The strikes have been called to protest proposed modernization, redundancies, and pay, and the union has rejected a 3% pay increase due to inflation running at 10%.

There are around 40,000 RMT members who work on the railways in jobs such as maintaining tracks and signals, station staff, and signallers. Because they are taking action, only 20% of trains are running – even though most drivers are members of a different union, Aslef, who are not on strike. 10,000 RMT members in the London Underground went on strike on Tuesday due to pensions and paid, meaning very few tubes were running.

With only a limited service running, people have been advised not to travel by train on the days affected. Traffic is expected to be significantly worse, particularly in and out of towns and cities.

After-effects of the pandemic

With many employers still allowing flexibility to work from home post-pandemic, is a rail strike as disruptive as it used to be? Many more people are used to working from home now, so a couple of days of not commuting to the office will not be as dramatic as it used to be.

The Chartered Management Institute said it expected bosses to give staff flexibility to avoid the rail strikes where possible.

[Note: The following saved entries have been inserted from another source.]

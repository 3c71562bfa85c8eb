// src/main.rs
//! Kernel entry point: brings up the GDT/IDT/PIC, hands the heap allocator a
//! static region, and spawns the first process before handing off to the
//! interrupt-driven steady state. There is no loader in this crate (see
//! `kernel::process::ProcessTable::spawn`'s docs), so the init process never
//! runs user code of its own -- it exists so the syscall dispatcher and page
//! fault handler always have a current process to attribute work to.

#![no_std]
#![no_main]

use core::panic::PanicInfo;

use bootloader::{entry_point, BootInfo};

use campus_kernel::arch::x86_64::{gdt, interrupts, pic::PICS};
use campus_kernel::arch::{ArchCpu, Cpu};
use campus_kernel::kernel::mm::{LayoutSize, VirtAddr};
use campus_kernel::kernel::process::PROCESS_TABLE;
use campus_kernel::{debug_println, hlt_loop, init_heap};

entry_point!(kernel_main);

const HEAP_SIZE: usize = 1024 * 1024;

#[repr(align(4096))]
struct Heap([u8; HEAP_SIZE]);

static mut HEAP: Heap = Heap([0; HEAP_SIZE]);

fn kernel_main(_boot_info: &'static BootInfo) -> ! {
    gdt::init();
    interrupts::init_idt();

    // SAFETY: PIC initialization and the keyboard unmask both run once,
    // before interrupts are enabled below.
    unsafe {
        PICS.lock().initialize();
        PICS.lock().unmask_irq(1);
    }

    let heap_start = VirtAddr::new(core::ptr::addr_of!(HEAP) as usize);
    // SAFETY: `HEAP` is a static region this kernel owns outright; nothing
    // else touches it before or after this call.
    unsafe {
        init_heap(heap_start, LayoutSize::new(HEAP_SIZE)).expect("heap already initialized");
    }

    let pid = PROCESS_TABLE.lock().spawn(None);
    PROCESS_TABLE.lock().set_current(pid);
    debug_println!("[boot] campus_kernel up, init process pid={}", pid.0);

    ArchCpu::enable_interrupts();
    hlt_loop();
}

#[panic_handler]
fn panic(info: &PanicInfo) -> ! {
    debug_println!("[panic] {}", info);
    hlt_loop();
}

It said: “In terms of the direct impact on commuters, there’s no doubt it will be less than the train strikes of two or three years ago.” But not everyone will get that option. It is said that a “great divide” has emerged between people who can be flexible in such situations and those who have to come to work.

Key workers like teachers and nurses do not have the option to work from home so the strikes will have a disproportionate effect on public sector workers.

DisruptionTrain Strikes

The Centre for Business Research has said that the strikes could cost the UK economy £91 million, with 250,000 people unable to go to work. London will bear the brunt of this. With a tube strike happening simultaneously, it will take a £52 million hit.

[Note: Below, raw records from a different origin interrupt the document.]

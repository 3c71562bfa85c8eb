// src/kernel/process/mod.rs
//! Process table and per-process virtual-memory state.
//!
//! Real hardware context-switching (saved register sets, CR3 reloads, the
//! ring-3 trampoline) belongs to the embedding kernel's scheduler, which
//! this crate does not implement -- see [`crate::kernel::mm::collaborators`].
//! What lives here is the bookkeeping the VM core and syscall dispatcher
//! actually touch: a process's supplemental page table, its software page
//! directory, its open files, and its single mmap region.

use alloc::collections::BTreeMap;
use alloc::sync::Arc;
use alloc::vec::Vec;

use spin::Mutex;

use crate::kernel::fs::FileDescriptorTable;
use crate::kernel::mm::collaborators::PageDirectory;
use crate::kernel::mm::mmap::MmapRegion;
use crate::kernel::mm::page_table::SupplementalPageTable;

/// Process identifier, also used as the VM core's `owner_tid`.
#[derive(Debug, Clone, Copy, PartialEq, Eq, PartialOrd, Ord, Hash)]
pub struct ProcessId(pub u64);

/// A process's run state.
#[derive(Debug, Clone, Copy, PartialEq, Eq)]
pub enum ProcessState {
    Running,
    Ready,
    Blocked,
    Terminated,
}

/// A bookkeeping stand-in for a hardware page directory.
///
/// Tracks the same information real page-table hardware would expose to
/// [`PageDirectory`] -- the mapping itself, plus accessed/dirty bits -- in a
/// plain `BTreeMap`, without touching CR3 or the MMU. An embedding kernel
/// with real per-process address spaces replaces this with a type backed
/// by `x86_64::structures::paging::Mapper`.
#[derive(Default)]
pub struct SoftwarePageDirectory {
    mappings: BTreeMap<usize, (usize, bool)>,
    accessed: BTreeMap<usize, bool>,
    dirty: BTreeMap<usize, bool>,
}

impl SoftwarePageDirectory {
    #[must_use]
    pub fn new() -> Self {
        Self::default()
    }

    fn page_of(addr: usize) -> usize {
        addr & !(crate::constants::PAGE_SIZE - 1)
    }
}

impl PageDirectory for SoftwarePageDirectory {
    fn install_mapping(&mut self, user_addr: usize, kernel_addr: usize, writable: bool) {
        let page = Self::page_of(user_addr);
        self.mappings.insert(page, (kernel_addr, writable));
        self.accessed.insert(page, true);
    }

    fn clear_mapping(&mut self, user_addr: usize) {
        let page = Self::page_of(user_addr);
        self.mappings.remove(&page);
        self.accessed.remove(&page);
        self.dirty.remove(&page);
    }

    fn translate(&self, user_addr: usize) -> Option<usize> {
        self.mappings.get(&Self::page_of(user_addr)).map(|(addr, _)| *addr)
    }

    fn accessed(&self, user_addr: usize) -> bool {
        self.accessed.get(&Self::page_of(user_addr)).copied().unwrap_or(false)
    }

    fn clear_accessed(&mut self, user_addr: usize) {
        self.accessed.insert(Self::page_of(user_addr), false);
    }

    fn dirty(&self, user_addr: usize) -> bool {
        self.dirty.get(&Self::page_of(user_addr)).copied().unwrap_or(false)
    }
}

/// A process's page directory and supplemental page table, held behind
/// their own lock so [`ThreadRegistry::with_owner`] can reach one process's
/// VM state without needing exclusive access to the whole
/// [`ProcessTable`] -- the table's own lock and a process's page-state lock
/// are independent, which is what lets the evictor visit other processes
/// while the faulting process's own state is already in hand.
#[derive(Default)]
pub struct ProcessPageState {
    pub directory: SoftwarePageDirectory,
    pub table: SupplementalPageTable,
}

/// One process: bookkeeping only, no hardware context.
pub struct Process {
    pid: ProcessId,
    state: ProcessState,
    parent_pid: Option<ProcessId>,
    exit_code: Option<i32>,
    page_state: Arc<Mutex<ProcessPageState>>,
    files: FileDescriptorTable,
    mmap_region: Option<MmapRegion>,
}

impl Process {
    fn new(pid: ProcessId, parent_pid: Option<ProcessId>) -> Self {
        Self {
            pid,
            state: ProcessState::Ready,
            parent_pid,
            exit_code: None,
            page_state: Arc::new(Mutex::new(ProcessPageState::default())),
            files: FileDescriptorTable::new(),
            mmap_region: None,
        }
    }

    #[must_use]
    pub fn pid(&self) -> ProcessId {
        self.pid
    }

    #[must_use]
    pub fn state(&self) -> ProcessState {
        self.state
    }

    pub fn set_state(&mut self, state: ProcessState) {
        self.state = state;
    }

    #[must_use]
    pub fn parent_pid(&self) -> Option<ProcessId> {
        self.parent_pid
    }

    #[must_use]
    pub fn exit_code(&self) -> Option<i32> {
        self.exit_code
    }

    pub fn set_exit_code(&mut self, code: i32) {
        self.exit_code = Some(code);
    }

    /// Clone of this process's page-state handle. Cheap (an `Arc` bump);
    /// lets a caller lock the directory/table independently of the
    /// [`ProcessTable`]'s own lock, e.g. while also passing the table as a
    /// [`ThreadRegistry`] to the same VM call.
    #[must_use]
    pub fn page_state(&self) -> Arc<Mutex<ProcessPageState>> {
        self.page_state.clone()
    }

    #[must_use]
    pub fn files(&self) -> &FileDescriptorTable {
        &self.files
    }

    pub fn files_mut(&mut self) -> &mut FileDescriptorTable {
        &mut self.files
    }

    #[must_use]
    pub fn mmap_region(&self) -> &Option<MmapRegion> {
        &self.mmap_region
    }

    pub fn take_mmap_region(&mut self) -> Option<MmapRegion> {
        self.mmap_region.take()
    }

    pub fn set_mmap_region(&mut self, region: MmapRegion) {
        self.mmap_region = Some(region);
    }
}

/// Error returned when a process table operation can't find its target.
#[derive(Debug, Clone, Copy, PartialEq, Eq)]
pub enum ProcessError {
    NotFound,
}

/// The process table: every live process, keyed by pid.
///
/// Implements [`crate::kernel::mm::collaborators::ThreadRegistry`] so the
/// VM core's evictor can reach any process's page directory and
/// supplemental page table by `owner_tid` alone.
pub struct ProcessTable {
    processes: Vec<Process>,
    next_pid: u64,
    current_pid: Option<ProcessId>,
}

impl ProcessTable {
    #[must_use]
    pub fn new() -> Self {
        Self {
            processes: Vec::new(),
            next_pid: 1,
            current_pid: None,
        }
    }

    fn allocate_pid(&mut self) -> ProcessId {
        let pid = ProcessId(self.next_pid);
        self.next_pid += 1;
        pid
    }

    /// Create a new process. With no loader in this crate, `exec` and the
    /// initial boot process both reduce to this: a fresh, empty address
    /// space the caller populates via syscalls.
    pub fn spawn(&mut self, parent_pid: Option<ProcessId>) -> ProcessId {
        let pid = self.allocate_pid();
        self.processes.push(Process::new(pid, parent_pid));
        pid
    }

    pub fn get(&self, pid: ProcessId) -> Option<&Process> {
        self.processes.iter().find(|p| p.pid == pid)
    }

    pub fn get_mut(&mut self, pid: ProcessId) -> Option<&mut Process> {
        self.processes.iter_mut().find(|p| p.pid == pid)
    }

    #[must_use]
    pub fn current_pid(&self) -> Option<ProcessId> {
        self.current_pid
    }

    pub fn set_current(&mut self, pid: ProcessId) {
        self.current_pid = Some(pid);
    }

    pub fn current(&self) -> Option<&Process> {
        self.current_pid.and_then(|pid| self.get(pid))
    }

    pub fn current_mut(&mut self) -> Option<&mut Process> {
        self.current_pid.and_then(move |pid| self.get_mut(pid))
    }

    /// Mark `pid` terminated with `exit_code`, closing its files. Frees no
    /// VM state -- the caller (`kernel::syscall::kill_process`) must run
    /// `kernel::mm::destroy` against the process's page state first, since
    /// that needs the `VmSystem` this table doesn't have a handle to. If
    /// its parent is alive and blocked in `wait`, the caller is responsible
    /// for waking it; this table only records the exit.
    pub fn terminate(&mut self, pid: ProcessId, exit_code: i32) -> Result<(), ProcessError> {
        let process = self.get_mut(pid).ok_or(ProcessError::NotFound)?;
        process.files_mut().close_all();
        process.set_exit_code(exit_code);
        process.set_state(ProcessState::Terminated);
        Ok(())
    }

    /// The first terminated child of `parent`, if any, removed from the
    /// table and returned. `wait` is implemented as a single non-blocking
    /// check against this: a process with no external scheduler to block on
    /// either finds its child already exited here, or hasn't -- polling is
    /// the right model for a crate with no blocking primitive of its own.
    pub fn reap_terminated_child(&mut self, parent: ProcessId) -> Option<(ProcessId, i32)> {
        let pos = self.processes.iter().position(|p| {
            p.parent_pid == Some(parent) && p.state == ProcessState::Terminated
        })?;
        let child = self.processes.remove(pos);
        Some((child.pid, child.exit_code.unwrap_or(-1)))
    }

    #[must_use]
    pub fn has_children(&self, parent: ProcessId) -> bool {
        self.processes.iter().any(|p| p.parent_pid == Some(parent))
    }

    /// Reap `child` specifically if it is a terminated child of `parent`.
    /// The `wait` syscall names the child it's waiting for, unlike the
    /// generic poll in [`Self::reap_terminated_child`].
    pub fn reap_child(&mut self, parent: ProcessId, child: ProcessId) -> Option<i32> {
        let pos = self.processes.iter().position(|p| {
            p.pid == child && p.parent_pid == Some(parent) && p.state == ProcessState::Terminated
        })?;
        let removed = self.processes.remove(pos);
        Some(removed.exit_code.unwrap_or(-1))
    }

    /// Whether `child` is a live (not-yet-terminated) child of `parent`,
    /// i.e. `wait` should report `-1` rather than block forever.
    #[must_use]
    pub fn is_pending_child(&self, parent: ProcessId, child: ProcessId) -> bool {
        self.processes
            .iter()
            .any(|p| p.pid == child && p.parent_pid == Some(parent))
    }
}

impl Default for ProcessTable {
    fn default() -> Self {
        Self::new()
    }
}

impl crate::kernel::mm::collaborators::ThreadRegistry for ProcessTable {
    fn is_alive(&self, owner_tid: u64) -> bool {
        self.processes
            .iter()
            .any(|p| p.pid.0 == owner_tid && p.state != ProcessState::Terminated)
    }

    fn with_owner(
        &mut self,
        owner_tid: u64,
        f: &mut dyn FnMut(&mut dyn PageDirectory, &mut SupplementalPageTable),
    ) -> bool {
        let Some(process) = self.processes.iter().find(|p| p.pid.0 == owner_tid) else {
            return false;
        };
        let state = process.page_state();
        let mut guard = state.lock();
        f(&mut guard.directory, &mut guard.table);
        true
    }
}

lazy_static::lazy_static! {
    /// The kernel's single process table.
    pub static ref PROCESS_TABLE: Mutex<ProcessTable> = Mutex::new(ProcessTable::new());
}

#[cfg(all(test, feature = "std-tests"))]
mod tests {
    use super::*;
    use crate::kernel::mm::collaborators::ThreadRegistry;

    #[test]
    fn spawn_assigns_increasing_pids() {
        let mut table = ProcessTable::new();
        let a = table.spawn(None);
        let b = table.spawn(None);
        assert_ne!(a, b);
        assert!(table.get(a).is_some());
        assert!(table.get(b).is_some());
    }

    #[test]
    fn terminate_marks_state_and_exit_code() {
        let mut table = ProcessTable::new();
        let pid = table.spawn(None);
        table.terminate(pid, 7).unwrap();
        let process = table.get(pid).unwrap();
        assert_eq!(process.state(), ProcessState::Terminated);
        assert_eq!(process.exit_code(), Some(7));
    }

    #[test]
    fn reap_terminated_child_removes_it_once() {
        let mut table = ProcessTable::new();
        let parent = table.spawn(None);
        let child = table.spawn(Some(parent));
        assert!(table.reap_terminated_child(parent).is_none());
        table.terminate(child, 0).unwrap();
        let (reaped, code) = table.reap_terminated_child(parent).unwrap();
        assert_eq!(reaped, child);
        assert_eq!(code, 0);
        assert!(table.reap_terminated_child(parent).is_none());
    }

    #[test]
    fn with_owner_reaches_process_page_state() {
        let mut table = ProcessTable::new();
        let pid = table.spawn(None);
        let reached = table.with_owner(pid.0, &mut |dir, _spt| {
            dir.install_mapping(0x1000, 0xffff_8000_0000_0000, true);
        });
        assert!(reached);
        let state = table.get(pid).unwrap().page_state();
        assert!(state.lock().directory.translate(0x1000).is_some());
    }

    #[test]
    fn with_owner_misses_unknown_tid() {
        let mut table = ProcessTable::new();
        let reached = table.with_owner(999, &mut |_dir, _spt| {});
        assert!(!reached);
    }
}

The strikes will add to the pressures on the struggling economy, with a potential recession looming. Output has been falling in the second and third quarter amid the worsening cost of living crisis.

Businesses will see it as an additional blow in the recovery from the pandemic. MD of exhibition stand contactor Quadrant2Design, Alan Jenkins, said “Many of our staff rely on trains to get to work so they will have to work from home on the strike days. This isn’t ideal, and our business requires staff to be onsite. Things had just improved after lockdown; the prospect of a summer of strike action isn’t great.”

Modernization

One of the bones of contention for the union is the need for modernization that Network Rail say is vital to its survival. With train usage down by a fifth still, the company needs to make cost savings. Increased use of technology, for instance, automating the ticket buying process, will come at the expense of jobs.

Network Rail has vowed to push on with its plans, including using technology rather than people to inspect tracks. The reforms would mean cutting 1,800 jobs – but Network Rail insists most of this could be achieved through voluntary redundancy, while redeployment should mean “there will be a job for everyone that wants one.”

The boss of Britain’s umbrella group for train operators and track owners says the employers want to bring “the industry into the modern day.” Steve Montgomery, chairman of the Rail Delivery Group, told the BBC: “These modernization elements or reform elements are key to how we can make it better for the customer – and staff in future.”

Government involvementTrain Strikes

The government deliberately stays out of the talks, believing it to be a matter for Network Rail and the RMT union. However, Boris Johnson condemned the strikes, calling them an “unnecessary aggravation,” but that the great industry will go bust without reforms. He urged the public to “stay the course” and deal with the disruption, stating that the proposed reforms would benefit everyone.

He said the proposals would help cut costs, stopping the company from increasing rail fares to survive.

So will the RMT union achieve its goals with the strikes? It seems unlikely with a government set against them and more people able to work from home. While the strikes cause disruption, they are less than they would have been a few years ago.